Tuesday June 30, 2009
Further easing on property buying by foreigners expected
By TEE LIN SAY
PETALING JAYA: Analysts believe Prime Minister Datuk Seri Najib Tun Razak will make announcements to further liberalise property ownership by foreigners and boost the attractiveness of Malaysia for investment at the annual Invest Malaysia 2009 conference today.
Following UBS Research’s bullish call on the property sector on June 19, HwangDBS Research yesterday also upgraded its call on the sector, on the back of potential positive policy changes to lift the sector, sales bottoming out, attractive incentive schemes and the resumption of new launches.
Since end-2006, the Government has been liberalising the sector to attract foreign direct investments and boost demand.
“The Government is currently reviewing the Foreign Investment Committee (FIC) guidelines, and Najib is expected to make significant announcements at the Invest Malaysia conference. This could further re-rate the sector, which is already seeing sales bottoming out,” said HwangDBS Research property analyst Yee Mee Hui.

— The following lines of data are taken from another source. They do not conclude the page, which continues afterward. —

use console::style;
use cvm_backend::{CvmError, VersionId};
use cvm_exec::{
    ExecContext, TABLE_COLUMN_WIDTH, UNIFIED_CONTEXT, are_outputs_identical, rank,
    render_ranking, render_stats, render_table, render_unified,
};
use log::warn;

use super::print_warning;
use crate::app::App;
use crate::cli::DiffFormat;
use crate::error::CliError;

pub const DEFAULT_ITERATIONS: u32 = 5;
const ITERATIONS_FLAG: &str = "--iterations";

fn resolve_target(app: &App, token: &str) -> Result<VersionId, CvmError> {
    app.activation
        .resolver()
        .resolve_token(token.trim())
        .map(|(version, _)| version)
}

fn require_command(command: &[String]) -> Result<(), CvmError> {
    if command.is_empty() {
        Err(CvmError::MissingCommand)
    } else {
        Ok(())
    }
}

pub async fn compare(
    app: &App,
    left: &str,
    right: &str,
    format: DiffFormat,
    command: &[String],
) -> Result<i32, CliError> {
    require_command(command)?;
    let left = resolve_target(app, left)?;
    let right = resolve_target(app, right)?;

    let ctx = ExecContext::with_timeout(app.settings.command_timeout());
    let outcome = app.engine.compare(&ctx, &left, &right, command).await;
    if let Some(error) = &outcome.first_error {
        warn!("Comparison ran with errors: {error}");
        print_warning(error);
    }

    let [left_result, right_result] = outcome.items.as_slice() else {
        return Ok(1);
    };

    if are_outputs_identical(left_result, right_result) {
        println!("{}", style("OUTPUTS ARE IDENTICAL").green().bold());
        print!("{}", left_result.merged_output());
        return Ok(0);
    }

    let rendered = match format {
        DiffFormat::Table => render_table(left_result, right_result, TABLE_COLUMN_WIDTH),
        DiffFormat::Unified => render_unified(left_result, right_result, UNIFIED_CONTEXT),
    };
    print!("{rendered}");
    Ok(0)
}

/// Pull a trailing `--iterations N` (or `--iterations=N`) off the command.
/// Anything else stays part of the command.
pub fn split_iterations(mut command: Vec<String>) -> (Vec<String>, Option<u32>) {
    if let Some(last) = command.last()
        && let Some(value) = last.strip_prefix(ITERATIONS_FLAG).and_then(|rest| rest.strip_prefix('='))
        && let Ok(iterations) = value.parse::<u32>()
    {
        command.pop();
        return (command, Some(iterations));
    }

    let len = command.len();
    if len >= 2
        && command[len - 2] == ITERATIONS_FLAG
        && let Ok(iterations) = command[len - 1].parse::<u32>()
    {
        command.truncate(len - 2);
        return (command, Some(iterations));
    }

    (command, None)
}

pub async fn benchmark(
    app: &App,
    versions: &str,
    iterations: Option<u32>,
    command: Vec<String>,
) -> Result<i32, CliError> {
    let (command, trailing) = split_iterations(command);
    require_command(&command)?;
    let iterations = iterations
        .or(trailing)
        .filter(|n| *n > 0)
        .unwrap_or(DEFAULT_ITERATIONS);

    let targets = versions
        .split(',')
        .map(str::trim)
        .filter(|token| !token.is_empty())
        .map(|token| resolve_target(app, token))
        .collect::<Result<Vec<_>, _>>()?;
    if targets.is_empty() {
        return Err(CvmError::version_not_found(versions).into());
    }

    println!(
        "Benchmarking `{}` on {} version(s), {iterations} iteration(s) each",
        command.join(" "),
        targets.len()
    );

    let ctx = ExecContext::with_timeout(app.settings.command_timeout());
    let outcome = app
        .engine
        .benchmark(&ctx, &targets, &command, iterations as usize)
        .await;
    if let Some(error) = &outcome.first_error {
        warn!("Benchmark ran with errors: {error}");
        print_warning(error);
    }

    let ranked = rank(&outcome.items);
    println!();
    print!("{}", render_stats(&ranked));
    println!();
    print!("{}", render_ranking(&ranked));
    Ok(0)
}
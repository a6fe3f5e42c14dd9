#![cfg(unix)]

use std::path::{Path, PathBuf};
use std::process::{Command, Output};

use tempfile::{TempDir, tempdir};

struct Sandbox {
    dir: TempDir,
}

impl Sandbox {
    fn new() -> Self {
        let sandbox = Self {
            dir: tempdir().expect("create temp dir"),
        };
        std::fs::create_dir_all(sandbox.home()).expect("create home");
        std::fs::create_dir_all(sandbox.project()).expect("create project");
        sandbox
    }

    fn home(&self) -> PathBuf {
        self.dir.path().join("home")
    }

    fn root(&self) -> PathBuf {
        self.dir.path().join("cvm")
    }

    fn project(&self) -> PathBuf {
        self.dir.path().join("project")
    }

    fn cvm(&self, args: &[&str]) -> Output {
        Command::new(env!("CARGO_BIN_EXE_cvm"))
            .args(args)
            .current_dir(self.project())
            .env("CVM_HOME", self.root())
            .env("HOME", self.home())
            .env("SHELL", "/bin/bash")
            .env("NO_COLOR", "1")
            .output()
            .expect("run cvm")
    }

    /// Stand-in for a downloaded release: prints a fixed line for
    /// `--version` and fails on anything else.
    fn install_fake(&self, version: &str) {
        let binary = self.root().join("versions").join(version).join("cli");
        std::fs::create_dir_all(binary.parent().expect("binary has parent"))
            .expect("create version dir");
        std::fs::write(
            &binary,
            "#!/bin/sh\nif [ \"$1\" = \"--version\" ]; then echo \"cli ok\"; exit 0; fi\necho \"bad flag\" >&2\nexit 2\n",
        )
        .expect("write fake binary");
        cvm_platform::make_executable(&binary).expect("chmod fake binary");
    }
}

fn stdout(output: &Output) -> String {
    String::from_utf8_lossy(&output.stdout).into_owned()
}

fn stderr(output: &Output) -> String {
    String::from_utf8_lossy(&output.stderr).into_owned()
}

fn is_executable(path: &Path) -> bool {
    use std::os::unix::fs::PermissionsExt as _;
    std::fs::metadata(path).is_ok_and(|m| m.permissions().mode() & 0o111 != 0)
}

#[test]
fn alias_then_use_activates_and_writes_shim() {
    let sandbox = Sandbox::new();
    sandbox.install_fake("2.74.0");

    let output = sandbox.cvm(&["alias", "set", "prod", "2.74.0"]);
    assert!(output.status.success(), "{}", stderr(&output));

    let output = sandbox.cvm(&["use", "prod"]);
    assert!(output.status.success(), "{}", stderr(&output));
    assert!(stdout(&output).contains("Now using 2.74.0"));

    let active = std::fs::read_to_string(sandbox.root().join("active")).expect("active file");
    assert_eq!(active.trim(), "2.74.0");

    let shim_dir = sandbox.root().join("shims");
    let shim = std::fs::read_dir(&shim_dir)
        .expect("shim dir")
        .filter_map(Result::ok)
        .map(|entry| entry.path())
        .find(|path| path.file_name().is_some_and(|name| name == "cli"))
        .expect("shim written");
    assert!(is_executable(&shim));

    let profile = sandbox.home().join(".bashrc");
    let first = std::fs::read_to_string(&profile).expect("profile written");
    assert!(first.contains(&shim_dir.display().to_string()));

    let output = sandbox.cvm(&["use", "prod"]);
    assert!(output.status.success(), "{}", stderr(&output));
    assert_eq!(
        std::fs::read_to_string(&profile).expect("profile readable"),
        first
    );
}

#[test]
fn reserved_alias_is_rejected_in_any_case() {
    let sandbox = Sandbox::new();
    sandbox.install_fake("2.74.0");

    for name in ["latest", "Latest", "LATEST"] {
        let output = sandbox.cvm(&["alias", "set", name, "2.74.0"]);
        assert_eq!(output.status.code(), Some(2));
        assert!(stderr(&output).contains("reserved"));
    }
}

#[test]
fn blocked_version_is_never_activated() {
    let sandbox = Sandbox::new();
    sandbox.install_fake("2.73.0");

    assert!(sandbox.cvm(&["block", "2.73.0"]).status.success());
    let output = sandbox.cvm(&["use", "2.73.0"]);
    assert!(!output.status.success());
    assert!(stderr(&output).contains("blocked"));
    assert!(!sandbox.root().join("active").exists());

    let output = sandbox.cvm(&["list-blocked"]);
    assert_eq!(stdout(&output).trim(), "2.73.0");
}

#[test]
fn marker_file_constraint_picks_highest_match() {
    let sandbox = Sandbox::new();
    sandbox.install_fake("2.73.0");
    sandbox.install_fake("2.74.0");
    sandbox.install_fake("3.0.0");
    std::fs::write(sandbox.project().join(".cvm-version"), "<3.0.0\n").expect("write marker");

    let output = sandbox.cvm(&["use"]);
    assert!(output.status.success(), "{}", stderr(&output));
    assert_eq!(stdout(&sandbox.cvm(&["current"])).trim(), "2.74.0");
}

#[test]
fn compare_reports_identical_outputs() {
    let sandbox = Sandbox::new();
    sandbox.install_fake("2.74.0");
    sandbox.install_fake("2.73.0");

    let output = sandbox.cvm(&["compare", "2.74.0", "2.73.0", "--", "--version"]);
    assert!(output.status.success(), "{}", stderr(&output));
    assert!(stdout(&output).contains("OUTPUTS ARE IDENTICAL"));
}

#[test]
fn compare_without_separator_is_a_usage_error() {
    let sandbox = Sandbox::new();
    sandbox.install_fake("2.74.0");
    sandbox.install_fake("2.73.0");

    let output = sandbox.cvm(&["compare", "2.74.0", "2.73.0"]);
    assert_eq!(output.status.code(), Some(2));
    assert!(stderr(&output).contains("Missing command"));
}

#[test]
fn benchmark_with_trailing_iterations() {
    let sandbox = Sandbox::new();
    sandbox.install_fake("2.74.0");
    sandbox.install_fake("2.73.0");

    let output = sandbox.cvm(&[
        "benchmark",
        "2.74.0,2.73.0",
        "--",
        "--version",
        "--iterations",
        "3",
    ]);
    assert!(output.status.success(), "{}", stderr(&output));
    let text = stdout(&output);
    assert!(text.contains("3 iteration(s) each"));
    assert_eq!(text.matches("100.0%").count(), 2);
    assert!(text.contains("(fastest)"));
}

#[test]
fn replaying_unknown_ids_fails() {
    let sandbox = Sandbox::new();

    for id in ["!999999", "!0", "!-1", "!abc"] {
        let output = sandbox.cvm(&["history", id]);
        assert!(!output.status.success(), "{id} should fail");
        assert!(stderr(&output).contains("not found"), "{id}: {}", stderr(&output));
    }
}

#[test]
fn recorded_invocations_are_listed_and_summarized() {
    let sandbox = Sandbox::new();
    sandbox.install_fake("2.74.0");

    let output = sandbox.cvm(&[
        "history",
        "record",
        "--version=2.74.0",
        "--exit-code=0",
        "--duration-ms=12",
        "--stdout=cli ok",
        "--",
        "--version",
    ]);
    assert!(output.status.success(), "{}", stderr(&output));

    let listing = stdout(&sandbox.cvm(&["history"]));
    assert!(listing.contains("cli --version"));
    assert!(listing.contains("2.74.0"));

    let stats = stdout(&sandbox.cvm(&["history", "--stats"]));
    assert!(stats.contains("Total invocations: 1"));
    assert!(stats.contains("100.0%"));

    let output = sandbox.cvm(&["history", "!1"]);
    assert!(output.status.success(), "{}", stderr(&output));
    assert!(stdout(&output).contains("cli ok"));
    assert_eq!(stdout(&sandbox.cvm(&["current"])).trim(), "2.74.0");

    assert!(stdout(&sandbox.cvm(&["history", "--clear"])).contains("Cleared 1"));
}

#[test]
fn removing_the_active_version_clears_it() {
    let sandbox = Sandbox::new();
    sandbox.install_fake("2.74.0");
    assert!(sandbox.cvm(&["use", "2.74.0"]).status.success());

    let output = sandbox.cvm(&["remove", "2.74.0"]);
    assert!(output.status.success(), "{}", stderr(&output));
    assert!(stderr(&output).contains("no version is active"));
    assert_eq!(sandbox.cvm(&["current"]).status.code(), Some(1));
}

She said possible changes included curtailing the FIC’s role to monitoring only six areas of “national interest”, while other sectors would be placed under the respective ministries with clear investment criteria on their website.
This could help speed up the investment process as FIC approvals typically take one to three months versus no such requirement in other international property markets.
Other possible measures include easing FIC requirements relating to commercial properties and developers, the standardisation of bumiputra policies for consistency and transparency, easing local ownership requirements for retail and trade as well as liberalisation to help improve perceived investibility.
These measures could lead to a narrower pricing gap between Malaysian and regional properties (which are at present priced at more than a 90% discount compared with Singapore and Hong Kong), and improved liquidity with increased participation from international investors.
“Malaysian property is attractive as foreigners are allowed to own freehold landed properties, compared with regional markets which only permit foreigners to own leasehold land of short tenures,” said Yee.
Owing to the warm response to recent launches, Yee understands that more developers are planning to launch high-end properties in Kuala Lumpur and Penang in the second half of 2009.
“Developers could start raising prices again. Present buyers of properties are predominantly locals acquiring for own use. The return of foreign investors should provide a strong boost for property sales and prices,” she said.
Yee noted that Malaysia had yet to see a strong rebound in property sales compared with regional markets like Singapore and Hong Kong.
Her top big-cap picks include SP Setia Bhd, while mid-caps include Eastern & Oriental Bhd, Sunrise Bhd and Sunway City Bhd.
However, industry observers pointed out that some of the administrative bottlenecks relating to property transactions are at the state government level because land is a state matter.
It is worth noting that at Invest Malaysia 2007, key liberalisation measures announced were related to the property sector.
Significant measures included the exemption of real property gains tax for both residents and non-residents effective April 1, 2007.
Foreigners were also allowed to purchase residential properties above RM250,000 each without FIC approval.
There was also a series of incentives to attract investors to Iskandar Malaysia which included tax holidays and exemptions.